CPT-11 is a widely-used anti-cancer drug that is converted in vivo to its active metabolite, SN-38. In the liver, enzymes detoxify SN-38 by coupling it to a glucuronidate moiety and this inactive compound (SN-38G) is excreted into the gastrointestinal tract. In the intestine, commensal bacteria convert the SN-38G back to the active and toxic SN-38 using bacterial β-glucuronidase enzyme (GUS). This intestinal SN-38 causes debilitating diarrhea that prevents dose-intensification and efficacy in a significant fraction of patients undergoing CPT-11 treatment for cancer. This CPT-11 metabolic pathway suggests that small molecule inhibitors of GUS may have utility as novel therapeutics for prevention of dose-limiting diarrhea resulting from CPT-11 therapy.
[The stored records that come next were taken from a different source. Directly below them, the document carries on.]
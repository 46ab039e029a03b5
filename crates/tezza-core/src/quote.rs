//! # Quote Builder
//!
//! Prices a set of items without touching any order: unit prices, line
//! totals, cost breakdown, totals and margin. Safe to call speculatively for
//! "what-if" pricing.
//!
//! ## Flow
//! ```text
//! ┌─────────────────────────────────────────────────────────────────────────┐
//! │  items ──► unit_price() per item ──► line_total ──► Σ subtotal         │
//! │    │                                                    │               │
//! │    └──────► estimate_costs() ──► CostBreakdown          │               │
//! │                                        │                ▼               │
//! │                                        │        compute_totals()        │
//! │                                        ▼                │               │
//! │                              profit_margin(total, cost) ◄┘              │
//! └─────────────────────────────────────────────────────────────────────────┘
//! ```

use rust_decimal::Decimal;
use serde::{Deserialize, Serialize};
use ts_rs::TS;

use crate::config::PricingOptions;
use crate::costs::{estimate_costs, CostBreakdown, CostLine};
use crate::error::{CoreError, CoreResult};
use crate::money::Money;
use crate::pricing::{line_total, profit_margin, unit_price, volume_discount_percentage};
use crate::totals::{compute_totals, Totals, TotalsInput};
use crate::types::{Customization, Percentage, ProductCost};

/// An item to be quoted: product cost attributes plus the request.
#[derive(Debug, Clone, PartialEq, Serialize, Deserialize, TS)]
#[ts(export)]
pub struct QuoteItem {
    /// Product name for display.
    pub name: String,
    pub cost: ProductCost,
    pub quantity: i64,
    #[serde(default)]
    pub customization: Customization,
}

impl CostLine for QuoteItem {
    fn cost(&self) -> &ProductCost {
        &self.cost
    }

    fn quantity(&self) -> i64 {
        self.quantity
    }

    fn customization(&self) -> Customization {
        self.customization
    }
}

/// Order-level adjustments applied to a quote.
#[derive(Debug, Clone, PartialEq, Default, Serialize, Deserialize)]
pub struct QuoteAdjustments {
    #[serde(default)]
    pub discount_percentage: Percentage,
    /// `None` uses the configured default tax rate.
    #[serde(default)]
    pub tax_rate: Option<Percentage>,
    #[serde(default)]
    pub shipping_cost: Money,
    /// `None` uses the configured labor rate.
    #[serde(default)]
    pub labor_rate: Option<Money>,
}

/// One priced line of a quote.
#[derive(Debug, Clone, PartialEq, Serialize, Deserialize, TS)]
#[ts(export)]
pub struct QuoteLine {
    pub product_name: String,
    pub quantity: i64,
    pub unit_price: Money,
    pub line_total: Money,
    /// Volume discount applied to this line, in percent.
    #[ts(as = "String")]
    pub volume_discount: Percentage,
    pub has_customization: bool,
}

/// A complete, unsaved quote.
#[derive(Debug, Clone, PartialEq, Serialize, Deserialize, TS)]
#[ts(export)]
pub struct Quote {
    pub lines: Vec<QuoteLine>,
    pub costs: CostBreakdown,
    pub totals: Totals,
    /// Margin of the grand total over total cost, in percent.
    #[ts(as = "String")]
    pub profit_margin: Decimal,
}

/// Builds a quote. Any invalid item rejects the whole quote.
///
/// ## Example
/// ```rust
/// use tezza_core::quote::{build_quote, QuoteAdjustments, QuoteItem};
/// use tezza_core::types::{Customization, Percentage, ProductCost};
/// use tezza_core::{Money, PricingOptions};
/// use rust_decimal_macros::dec;
///
/// let items = vec![QuoteItem {
///     name: "Custom Coffee Mug".to_string(),
///     cost: ProductCost {
///         base_cost: Money::from_cents(500),
///         overhead_percentage: Percentage::new(dec!(30)),
///         labor_hours: dec!(0.1),
///         customization_cost: Money::from_cents(200),
///     },
///     quantity: 50,
///     customization: Customization::LOGO,
/// }];
/// let adjustments = QuoteAdjustments {
///     discount_percentage: Percentage::new(dec!(5)),
///     shipping_cost: Money::from_cents(2500),
///     ..QuoteAdjustments::default()
/// };
///
/// let quote = build_quote(&items, &adjustments, &PricingOptions::default()).unwrap();
/// assert_eq!(quote.totals.subtotal.cents(), 39250);
/// assert_eq!(quote.totals.total_amount.cents(), 42956);
/// ```
pub fn build_quote(
    items: &[QuoteItem],
    adjustments: &QuoteAdjustments,
    options: &PricingOptions,
) -> CoreResult<Quote> {
    if items.is_empty() {
        return Err(CoreError::EmptyOrder);
    }

    let options = match adjustments.labor_rate {
        Some(rate) => {
            if rate.is_negative() {
                return Err(CoreError::totals_input("labor_rate", "must not be negative"));
            }
            options.with_labor_rate(rate)
        }
        None => options.clone(),
    };

    let mut lines = Vec::with_capacity(items.len());
    let mut subtotal = Money::zero();

    for item in items {
        let has_customization = item.customization.is_customized();
        let price = unit_price(&item.cost, item.quantity, has_customization)?;
        let line_total = line_total(price, item.quantity)?;
        subtotal = subtotal
            .checked_add(line_total)
            .ok_or_else(|| CoreError::amount_overflow("subtotal"))?;

        lines.push(QuoteLine {
            product_name: item.name.clone(),
            quantity: item.quantity,
            unit_price: price,
            line_total,
            volume_discount: volume_discount_percentage(item.quantity)?,
            has_customization,
        });
    }

    let costs = estimate_costs(items, &options)?;
    let totals = compute_totals(
        &TotalsInput {
            subtotal,
            discount_percentage: adjustments.discount_percentage,
            tax_rate: adjustments.tax_rate,
            shipping_cost: adjustments.shipping_cost,
        },
        &options,
    )?;
    let profit_margin = profit_margin(totals.total_amount, costs.total_cost);

    Ok(Quote {
        lines,
        costs,
        totals,
        profit_margin,
    })
}

// =============================================================================
// Unit Tests
// =============================================================================

#[cfg(test)]
mod tests {
    use super::*;
    use rust_decimal_macros::dec;

    fn mug(quantity: i64, customization: Customization) -> QuoteItem {
        QuoteItem {
            name: "Custom Coffee Mug".to_string(),
            cost: ProductCost {
                base_cost: Money::from_cents(500),
                overhead_percentage: Percentage::new(dec!(30)),
                labor_hours: dec!(0.1),
                customization_cost: Money::from_cents(200),
            },
            quantity,
            customization,
        }
    }

    fn scenario_adjustments() -> QuoteAdjustments {
        QuoteAdjustments {
            discount_percentage: Percentage::new(dec!(5)),
            shipping_cost: Money::from_cents(2500),
            ..QuoteAdjustments::default()
        }
    }

    #[test]
    fn test_full_quote_scenario() {
        let quote = build_quote(
            &[mug(50, Customization::LOGO)],
            &scenario_adjustments(),
            &PricingOptions::default(),
        )
        .unwrap();

        let line = &quote.lines[0];
        assert_eq!(line.unit_price.cents(), 785);
        assert_eq!(line.line_total.cents(), 39250);
        assert_eq!(line.volume_discount.value(), dec!(10));
        assert!(line.has_customization);

        assert_eq!(quote.costs.total_cost.cents(), 76250);

        assert_eq!(quote.totals.subtotal.cents(), 39250);
        assert_eq!(quote.totals.discount_amount.cents(), 1963);
        assert_eq!(quote.totals.subtotal_after_discount.cents(), 37287);
        assert_eq!(quote.totals.tax_amount.cents(), 3169);
        assert_eq!(quote.totals.total_amount.cents(), 42956);

        // (429.56 − 762.50) / 429.56 × 100 = −77.51
        assert_eq!(quote.profit_margin, dec!(-77.51));
    }

    #[test]
    fn test_multiple_items_accumulate_subtotal() {
        let items = [mug(10, Customization::NONE), mug(200, Customization::LOGO)];
        let quote = build_quote(&items, &QuoteAdjustments::default(), &PricingOptions::default())
            .unwrap();

        // 10 × 6.50 + 200 × (6.50 × 0.85 + 2.00 = 7.53)
        assert_eq!(quote.lines[0].line_total.cents(), 6500);
        assert_eq!(quote.lines[1].unit_price.cents(), 753);
        assert_eq!(quote.totals.subtotal.cents(), 6500 + 150600);
    }

    #[test]
    fn test_labor_rate_override() {
        let adjustments = QuoteAdjustments {
            labor_rate: Some(Money::zero()),
            ..QuoteAdjustments::default()
        };
        let quote = build_quote(&[mug(50, Customization::LOGO)], &adjustments, &PricingOptions::default())
            .unwrap();
        assert_eq!(quote.costs.labor_cost, Money::zero());
        assert_eq!(quote.costs.total_cost.cents(), 32500);
    }

    #[test]
    fn test_rejects_whole_quote_on_one_bad_item() {
        let items = [mug(10, Customization::NONE), mug(0, Customization::NONE)];
        assert_eq!(
            build_quote(&items, &QuoteAdjustments::default(), &PricingOptions::default()),
            Err(CoreError::InvalidQuantity { quantity: 0 })
        );
    }

    #[test]
    fn test_quantity_above_bound_is_rejected() {
        let items = [mug(crate::MAX_ITEM_QUANTITY + 1, Customization::NONE)];
        assert_eq!(
            build_quote(&items, &QuoteAdjustments::default(), &PricingOptions::default()),
            Err(CoreError::InvalidQuantity {
                quantity: crate::MAX_ITEM_QUANTITY + 1
            })
        );
    }

    #[test]
    fn test_line_total_past_money_range_is_rejected() {
        let mut item = mug(crate::MAX_ITEM_QUANTITY, Customization::NONE);
        item.cost.base_cost = Money::from_cents(i64::MAX / 4);
        item.cost.overhead_percentage = Percentage::zero();

        assert!(matches!(
            build_quote(&[item], &QuoteAdjustments::default(), &PricingOptions::default()),
            Err(CoreError::InvalidTotalsInput { ref field, .. }) if field == "line_total"
        ));
    }

    #[test]
    fn test_rejects_empty_quote() {
        assert_eq!(
            build_quote(&[], &QuoteAdjustments::default(), &PricingOptions::default()),
            Err(CoreError::EmptyOrder)
        );
    }

    #[test]
    fn test_quote_is_repeatable() {
        let items = [mug(75, Customization::LOGO)];
        let options = PricingOptions::default();
        let first = build_quote(&items, &scenario_adjustments(), &options).unwrap();
        let second = build_quote(&items, &scenario_adjustments(), &options).unwrap();
        assert_eq!(first, second);
    }
}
To identify chemical inhibitors of GUS activity, we employed and validated a high throughput, fluorescence-based biochemical assay and used this assay to screen a compound library. Novel inhibitors of GUS were identified with IC50 values ranging from 50 nM to 4.8 µM. These compounds may be useful as chemical probes for use in proof-of-concept experiments designed to determine the efficacy of GUS inhibitors in altering the intestinal metabolism of drugs. Our results demonstrate that this high throughput assay can be used to identify small molecule inhibitors of GUS.